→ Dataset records
---------------
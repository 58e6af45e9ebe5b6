use std::fmt::{Display, Formatter};

#[derive(Debug)]
pub enum Error {
    /// A path that must be an existing directory is missing or is not a directory.
    InvalidDirectory,
    /// A filesystem operation failed.
    Io(std::io::Error),
}

impl Display for Error {
    fn fmt(&self, f: &mut Formatter<'_>) -> std::fmt::Result {
        match self {
            Self::InvalidDirectory => write!(f, "An invalid or missing directory was specified"),
            Self::Io(e) => Display::fmt(e, f),
        }
    }
}

impl std::error::Error for Error {
    fn source(&self) -> Option<&(dyn std::error::Error + 'static)> {
        match self {
            Self::InvalidDirectory => None,
            Self::Io(e) => Some(e),
        }
    }
}

impl From<std::io::Error> for Error {
    fn from(e: std::io::Error) -> Self {
        Self::Io(e)
    }
}

#[cfg(feature = "tokio")]
impl From<tokio::task::JoinError> for Error {
    fn from(e: tokio::task::JoinError) -> Self {
        Self::Io(std::io::Error::other(e))
    }
}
---------------
→ WORK REQUEST
Could you work out how many lines in the records include "Display"? Answer with the number only.

→ OUTPUT FOR THIS TASK
3